Being reasonable most of the time doesn't magically make your opinions reasonable when they are unreasonable. If you are wrong about something, then you are wrong. If you perceive something as being game breaking when it isn't, and ignore or refuse to comprehend that fact when it is pointed out, then you are being an unreasonable git. Just because you aren't normally, doesn't mean that it's okay when you are.

Jack_Simth
2008-05-08, 11:24 PM
What if you could take the vampiric blade and have a few human commoners that you harvested for HP each night? Plus they make good redshirts. It requires a thoroughly evil campaign, but in my opinion that's better than burning a feat just so that you can heal yourself.
It's also limited based on the number of commoners you can find. The combination with Summon Elemental or Minor Shapeshift lets you heal anybody that can wield a dagger (and that you can trust to return one worth 18,302 gp) for an arbitrarily large amount of HP (given time - at 1d6/round, more with iterative attacks), when sealed up in a small room.

Being reasonable most of the time doesn't magically make your opinions reasonable when they are unreasonable. If you are wrong about something, then you are wrong. If you perceive something as being game breaking when it isn't, and ignore or refuse to comprehend that fact when it is pointed out, then you are being an unreasonable git. Just because you aren't normally, doesn't mean that it's okay when you are.
No, but a DM working with strong classes who's only daily resource is their HP, and that he sees as strong classes without limitless healing (Warblades, Crusaders, Swordsages, perhaps); it's very easy to see that as gamebreaking, especially to a DM who likes to occasionally make the party sweat due to endurance issues on lots of relatively minor threats (an option which goes away in a party where someone's pulling this off). The tactic makes the DM unable to bring certain types of pressure to bear against the party. If you'll note, just from this thread, Hal decided the elementals would turn against you for this, Craig1f called it "wrong from a tabletop RP perspective" and "obnoxious" (when used as plan A); DementedFellow said "I can't see how many DMs would allow such behavior" - and that's just from the first ten replies to the thread. Someone who says this shouldn't be done is still being quite reasonable, because there are circumstances under which it could break the game.

Hmm... swordsage could pull it off, too, without the feat - Distracting Ember is Desert Wind-1, and produces a Small Fire elemental - everyone else would need to use readied actions, though, to take advantage of it, as the Small Fire elemental doesn't last long.
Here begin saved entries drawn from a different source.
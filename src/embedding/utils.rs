use std::io;
use std::path::{Path, PathBuf};

use hf_hub::api::sync::Api;
use hf_hub::{Repo, RepoType};
use tokenizers::{Tokenizer, TruncationParams};

use super::error::EmbeddingError;

const CONFIG_FILE: &str = "config.json";
const TOKENIZER_FILE: &str = "tokenizer.json";
const WEIGHTS_FILE: &str = "model.safetensors";

/// The three files a BERT sentence encoder needs.
#[derive(Debug, Clone, PartialEq, Eq)]
pub struct ModelFiles {
    pub config: PathBuf,
    pub tokenizer: PathBuf,
    pub weights: PathBuf,
}

impl ModelFiles {
    /// Locates model files inside a local directory.
    pub fn from_dir(dir: &Path) -> Result<Self, EmbeddingError> {
        if !dir.is_dir() {
            return Err(EmbeddingError::ModelNotFound {
                path: dir.to_path_buf(),
            });
        }

        let files = Self {
            config: dir.join(CONFIG_FILE),
            tokenizer: dir.join(TOKENIZER_FILE),
            weights: dir.join(WEIGHTS_FILE),
        };

        for path in [&files.config, &files.tokenizer, &files.weights] {
            if !path.exists() {
                return Err(EmbeddingError::ModelLoadFailed {
                    reason: format!("missing {} in {}", file_name(path), dir.display()),
                });
            }
        }

        Ok(files)
    }

    /// Fetches (or reuses cached) model files from the Hugging Face hub.
    pub fn from_hub(model_id: &str) -> Result<Self, EmbeddingError> {
        let api = Api::new().map_err(|e| EmbeddingError::ModelLoadFailed {
            reason: format!("hub client: {}", e),
        })?;
        let repo = api.repo(Repo::new(model_id.to_string(), RepoType::Model));

        let fetch = |name: &str| {
            repo.get(name)
                .map_err(|e| EmbeddingError::ModelLoadFailed {
                    reason: format!("{} from {}: {}", name, model_id, e),
                })
        };

        Ok(Self {
            config: fetch(CONFIG_FILE)?,
            tokenizer: fetch(TOKENIZER_FILE)?,
            weights: fetch(WEIGHTS_FILE)?,
        })
    }
}

/// Loads `tokenizer.json` with truncation at `max_len` tokens and padding disabled.
pub fn load_tokenizer_with_truncation(path: &Path, max_len: usize) -> io::Result<Tokenizer> {
    let mut tokenizer = Tokenizer::from_file(path).map_err(io::Error::other)?;

    tokenizer
        .with_truncation(Some(TruncationParams {
            max_length: max_len,
            ..Default::default()
        }))
        .map_err(|e| io::Error::other(format!("Failed to configure truncation: {}", e)))?;
    tokenizer.with_padding(None);

    Ok(tokenizer)
}

fn file_name(path: &Path) -> String {
    path.file_name()
        .map(|n| n.to_string_lossy().into_owned())
        .unwrap_or_default()
}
By extension, anyone above 2nd level with the appropriate weapon could arrange to do this once every five minutes by burning their 3rd level feat slot on Martial Study(Desert Wind, Distracting Ember).

Overlard
2008-05-09, 06:43 AM
Being reasonable most of the time doesn't magically make your opinions reasonable when they are unreasonable. If you are wrong about something, then you are wrong. If you perceive something as being game breaking when it isn't, and ignore or refuse to comprehend that fact when it is pointed out, then you are being an unreasonable git. Just because you aren't normally, doesn't mean that it's okay when you are.
That's funny. And here was me thinking it was you that was wrong and being an unreasonable fool.

UserClone
2008-05-09, 07:36 PM
*Casts calm emotions* Listen: whether or not something is game-breaking depends on whose game it is, what the characters are, so many factors that it's essentially entirely subjective.